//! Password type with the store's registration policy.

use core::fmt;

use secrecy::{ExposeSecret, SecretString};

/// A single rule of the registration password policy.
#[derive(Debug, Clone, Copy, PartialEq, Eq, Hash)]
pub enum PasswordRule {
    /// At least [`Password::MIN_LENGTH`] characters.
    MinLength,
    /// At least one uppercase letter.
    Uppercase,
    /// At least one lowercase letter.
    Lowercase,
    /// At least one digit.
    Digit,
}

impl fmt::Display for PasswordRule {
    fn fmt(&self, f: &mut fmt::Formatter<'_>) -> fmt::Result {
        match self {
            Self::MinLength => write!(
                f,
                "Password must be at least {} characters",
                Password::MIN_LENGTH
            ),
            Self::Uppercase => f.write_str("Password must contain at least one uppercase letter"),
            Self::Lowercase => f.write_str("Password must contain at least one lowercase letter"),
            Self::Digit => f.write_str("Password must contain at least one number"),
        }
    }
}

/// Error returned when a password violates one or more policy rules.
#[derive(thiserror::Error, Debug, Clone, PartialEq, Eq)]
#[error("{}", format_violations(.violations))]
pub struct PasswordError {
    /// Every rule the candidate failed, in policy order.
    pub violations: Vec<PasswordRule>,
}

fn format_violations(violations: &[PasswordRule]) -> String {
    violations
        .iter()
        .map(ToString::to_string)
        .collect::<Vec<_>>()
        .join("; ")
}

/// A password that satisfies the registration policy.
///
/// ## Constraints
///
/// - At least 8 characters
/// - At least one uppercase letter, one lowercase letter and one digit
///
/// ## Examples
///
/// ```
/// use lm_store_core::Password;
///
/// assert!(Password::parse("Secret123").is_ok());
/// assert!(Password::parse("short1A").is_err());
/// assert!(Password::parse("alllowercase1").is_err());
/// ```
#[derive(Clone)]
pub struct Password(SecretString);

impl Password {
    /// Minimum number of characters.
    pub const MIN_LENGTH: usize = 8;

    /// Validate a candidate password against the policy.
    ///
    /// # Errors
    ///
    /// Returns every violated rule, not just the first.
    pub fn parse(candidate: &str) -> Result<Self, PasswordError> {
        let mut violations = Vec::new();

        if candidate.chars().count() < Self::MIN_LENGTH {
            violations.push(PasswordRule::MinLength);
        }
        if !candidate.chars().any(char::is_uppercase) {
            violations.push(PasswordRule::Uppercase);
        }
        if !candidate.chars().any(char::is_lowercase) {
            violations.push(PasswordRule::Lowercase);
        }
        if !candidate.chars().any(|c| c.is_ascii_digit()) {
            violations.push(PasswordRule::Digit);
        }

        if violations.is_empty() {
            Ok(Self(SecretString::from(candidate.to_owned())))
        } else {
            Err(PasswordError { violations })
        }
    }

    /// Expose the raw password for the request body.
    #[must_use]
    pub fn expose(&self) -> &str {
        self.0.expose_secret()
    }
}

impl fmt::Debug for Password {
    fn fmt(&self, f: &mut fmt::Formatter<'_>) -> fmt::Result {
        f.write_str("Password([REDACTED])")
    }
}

______

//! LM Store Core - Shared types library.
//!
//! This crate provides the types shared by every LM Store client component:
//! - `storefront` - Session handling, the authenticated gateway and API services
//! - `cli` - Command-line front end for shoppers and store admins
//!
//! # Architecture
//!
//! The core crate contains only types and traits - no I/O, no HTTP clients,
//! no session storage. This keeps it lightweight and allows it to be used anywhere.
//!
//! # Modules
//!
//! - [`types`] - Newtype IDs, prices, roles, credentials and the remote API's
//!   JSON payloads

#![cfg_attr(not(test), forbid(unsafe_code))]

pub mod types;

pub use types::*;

______

> Requirement
If a line in the records has the word "Debug", copy that line.

> Exercise output
#[derive(Debug, Clone, Copy, PartialEq, Eq, Hash)]
#[derive(thiserror::Error, Debug, Clone, PartialEq, Eq)]
impl fmt::Debug for Password {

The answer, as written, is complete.